Dr. Carl Auerbach to Teach Psychology of Trauma at National University of Rwanda

Carl Auerbach, professor of psychology at the Ferkauf Graduate School of Psychology of Yeshiva University, has been awarded a Fulbright Fellowship to teach courses in the psychology of trauma in the Department of Clinical Psychology at the National University of Rwanda.

Dr. Carl Auerbach has received a Fulbright Fellowship to teach the psychology of trauma in Rwanda.

Dr. Carl Auerbach has received a Fulbright Fellowship to teach the psychology of trauma in Rwanda.

Rwanda, home to nearly 11 million people, is an East Central African country about the size of Vermont. In 1996, between 800,000 and one million of its people, mostly from the minority Tutsi tribe, were brutalized by the majority Hutus.

“Western media often refer to the ‘Rwandan genocide,’ but in Rwanda, it’s called ‘the genocide against the Tutsis in Rwanda,’” said Dr. Auerbach.

According to Auerbach, the genocide was also a “gendercide”; while men, women and children were all killed, the women were often kept alive to be raped, brutalized or used as sex slaves. As a result, many of these women were infected with HIV and other sexual diseases, and had children born of these wartime rapes.

“Now, 17 years later, these women are left behind, marginalized by society, and have often lied to their children to avoid the stigma of their origins,” said Auerbach. “They are usually poor and with limited or no medical care. And the children, now 16 or 17 years old, don’t know who their fathers are.”

After the genocide ended, Rwanda went through a period of remarkably stable economic and social development, and it is now sometimes referred to as the Switzerland of Africa. Despite these advances, Rwanda is still a recovering society.

And this is where Auerbach hopes to make a difference.
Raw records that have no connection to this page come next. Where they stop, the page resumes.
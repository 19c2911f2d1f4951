//! Validated construction of immutable [`Action`] ledger entries.
//!
//! Provides an [`ActionBuilder`] that enforces the ledger invariant at the
//! only place an entry can come into existence: for each of rating, stash,
//! and credits, `before + delta` must be representable, and the resulting
//! after values are derived here rather than supplied by the caller.

use chrono::Utc;
use uuid::Uuid;

use underhive_types::{Action, ActionId, ActionKind, Delta, RosterId, Subject, UserId};

use crate::LedgerError;

/// Compute `before + delta` for one tracked quantity, or report overflow.
pub(crate) const fn checked_after(
    quantity: &'static str,
    before: i64,
    delta: i64,
) -> Result<i64, LedgerError> {
    match before.checked_add(delta) {
        Some(after) => Ok(after),
        None => Err(LedgerError::Overflow {
            quantity,
            before,
            delta,
        }),
    }
}

/// Builder for constructing validated [`Action`] values.
///
/// Enforces that every entry carries a delta and a before snapshot, and
/// that applying the delta to the snapshot cannot overflow. The built
/// action has `is_applied == false`; the engine flips it when the delta is
/// actually applied to the roster's cached fields.
///
/// # Examples
///
/// ```
/// use underhive_ledger::ActionBuilder;
/// use underhive_types::{ActionKind, Delta, RosterId, UserId};
///
/// let action = ActionBuilder::new(RosterId::new(), ActionKind::HireFighter, UserId::new())
///     .delta(Delta::rating(115).with_credits(-115))
///     .before(0, 0, 1000)
///     .description("hired Scrag".to_owned())
///     .build();
///
/// assert!(action.is_ok());
/// ```
#[derive(Debug)]
pub struct ActionBuilder {
    roster: RosterId,
    kind: ActionKind,
    user: UserId,
    delta: Option<Delta>,
    before: Option<(i64, i64, i64)>,
    subject: Option<Subject>,
    description: Option<String>,
    campaign_action: Option<Uuid>,
}

impl ActionBuilder {
    /// Start building an action for the given roster, kind, and acting user.
    pub const fn new(roster: RosterId, kind: ActionKind, user: UserId) -> Self {
        Self {
            roster,
            kind,
            user,
            delta: None,
            before: None,
            subject: None,
            description: None,
            campaign_action: None,
        }
    }

    /// Set the directional change this action records.
    #[must_use]
    pub const fn delta(mut self, delta: Delta) -> Self {
        self.delta = Some(delta);
        self
    }

    /// Set the roster totals captured before any mutation.
    #[must_use]
    pub const fn before(mut self, rating: i64, stash: i64, credits: i64) -> Self {
        self.before = Some((rating, stash, credits));
        self
    }

    /// Set the entity this action is about.
    #[must_use]
    pub const fn subject(mut self, subject: Subject) -> Self {
        self.subject = Some(subject);
        self
    }

    /// Set the free-text audit description.
    #[must_use]
    pub fn description(mut self, description: String) -> Self {
        self.description = Some(description);
        self
    }

    /// Link this action to a campaign-level action record.
    #[must_use]
    pub const fn campaign_action(mut self, id: Uuid) -> Self {
        self.campaign_action = Some(id);
        self
    }

    /// Validate inputs and produce an [`Action`].
    ///
    /// # Errors
    ///
    /// Returns [`LedgerError::MissingField`] if the delta or before
    /// snapshot was not set, and [`LedgerError::Overflow`] if any
    /// `before + delta` is not representable in `i64`.
    pub fn build(self) -> Result<Action, LedgerError> {
        let delta = self.delta.ok_or(LedgerError::MissingField("delta"))?;
        let (rating_before, stash_before, credits_before) =
            self.before.ok_or(LedgerError::MissingField("before"))?;

        // The after values are not stored, but building them proves the
        // entry can be applied without overflow.
        checked_after("rating", rating_before, delta.rating)?;
        checked_after("stash", stash_before, delta.stash)?;
        checked_after("credits", credits_before, delta.credits)?;

        Ok(Action {
            id: ActionId::new(),
            roster: self.roster,
            kind: self.kind,
            rating_delta: delta.rating,
            stash_delta: delta.stash,
            credits_delta: delta.credits,
            rating_before,
            stash_before,
            credits_before,
            subject: self.subject,
            description: self.description.unwrap_or_default(),
            is_applied: false,
            campaign_action: self.campaign_action,
            user: self.user,
            created_at: Utc::now(),
        })
    }
}

#[cfg(test)]
mod tests {
    use super::*;

    fn builder(kind: ActionKind) -> ActionBuilder {
        ActionBuilder::new(RosterId::new(), kind, UserId::new())
    }

    #[test]
    fn builder_produces_valid_entry() {
        let result = builder(ActionKind::HireFighter)
            .delta(Delta::rating(115).with_credits(-115))
            .before(0, 0, 1000)
            .description("hired Scrag".to_owned())
            .build();

        assert!(result.is_ok());
        if let Ok(action) = result {
            assert_eq!(action.kind, ActionKind::HireFighter);
            assert_eq!(action.rating_delta, 115);
            assert_eq!(action.credits_delta, -115);
            assert_eq!(action.rating_after(), Some(115));
            assert_eq!(action.credits_after(), Some(885));
            assert!(!action.is_applied);
        }
    }

    #[test]
    fn missing_delta_rejected() {
        let result = builder(ActionKind::HireFighter).before(0, 0, 0).build();
        assert!(matches!(
            result.err(),
            Some(LedgerError::MissingField("delta"))
        ));
    }

    #[test]
    fn missing_before_rejected() {
        let result = builder(ActionKind::HireFighter)
            .delta(Delta::rating(10))
            .build();
        assert!(matches!(
            result.err(),
            Some(LedgerError::MissingField("before"))
        ));
    }

    #[test]
    fn overflow_rejected() {
        let result = builder(ActionKind::UpdateFighter)
            .delta(Delta::rating(1))
            .before(i64::MAX, 0, 0)
            .build();
        assert!(matches!(
            result.err(),
            Some(LedgerError::Overflow {
                quantity: "rating",
                ..
            })
        ));
    }

    #[test]
    fn zero_delta_is_allowed() {
        // Audit-only entries (e.g. same-classification reassignment)
        // legitimately carry an all-zero delta.
        let result = builder(ActionKind::ReassignEquipment)
            .delta(Delta::ZERO)
            .before(140, 0, 885)
            .build();
        assert!(result.is_ok());
    }

    #[test]
    fn subject_and_campaign_link_are_optional() {
        let subject = Subject::Fighter(underhive_types::FighterId::new());
        let campaign_action = Uuid::now_v7();
        let result = builder(ActionKind::CaptureFighter)
            .delta(Delta::rating(-140))
            .before(140, 0, 885)
            .subject(subject)
            .campaign_action(campaign_action)
            .build();

        assert!(result.is_ok());
        if let Ok(action) = result {
            assert_eq!(action.subject, Some(subject));
            assert_eq!(action.campaign_action, Some(campaign_action));
        }
    }
}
He has two clear goals for his fellowship, which will run from August to December 2011.

First, he wants to build a stronger foundation for dialogue between Western psychology and Rwandan psychology and in particular, a stronger connection between Yeshiva University and the National University of Rwanda.

“This isn’t an abstract connection,” said Auerbach. “It’s really between people in both places. It’s about creating a cultural dialogue.”

Auerbach cites this goal while acknowledging a major challenge posed by his work: Western psychology isn’t immediately applicable to Rwandan culture.

“Trauma in the West tends to be viewed individually, but Rwanda is a collective society. Our methods aren’t really adaptive to this situation and we want to find ways where we can help.”

Auerbach’s second goal is to ensure that whatever progress can be made in this area is sustainable. “In terms of mental health, we in the West tend to view others as ‘those poor natives we can save’ rather than trying to build a sustainable system.”

Auerbach said it is important to ensure that humanitarian aid in any form doesn’t create dependency, so his teaching and research will focus on a different model: capacity building. “We want to help train the next generation of Rwandan trauma psychologists. We must focus on helping Rwandans help themselves.”

When asked what inspired him to apply for the fellowship, Auerbach cited a list that began with Ferkauf colleague Lata McGinn referring him to Samantha Power’s book A Problem from Hell: America in the Age of Genocide, which discusses disturbing trends in the United States’ response to genocide in the 20th century. He also credited Sonia Suchday for encouraging him to shift his focus from psychology to global health and expressed his gratitude to Abe Givner, for his support; his research associate and student, Denise Sandole; and to his long term friend and colleague, Louise Silverstein.

Auerbach also spoke of the constant encouragement provided by Ferkauf Dean Lawrence Siegel and Associate Dean Michael Gill as well as funding from Yeshiva University Provost Mort Lowengrub, all of which allowed him to travel to Rwanda over the last two years.

“While the fellowship will give me a chance to establish a more systematic approach, all of these people have been instrumental. It’s important to realize that any international work is a collective enterprise, and I really am grateful to both Ferkauf and the University to help make this possible.”

“I am very excited that Carl has received the Fulbright Fellowship, which is the first Fulbright that Ferkauf has received in 20 years,” said Dean Siegel. “I think I speak for all of the Ferkauf community when I say that we are proud of his accomplishment and look forward to hearing about his work in Rwanda.”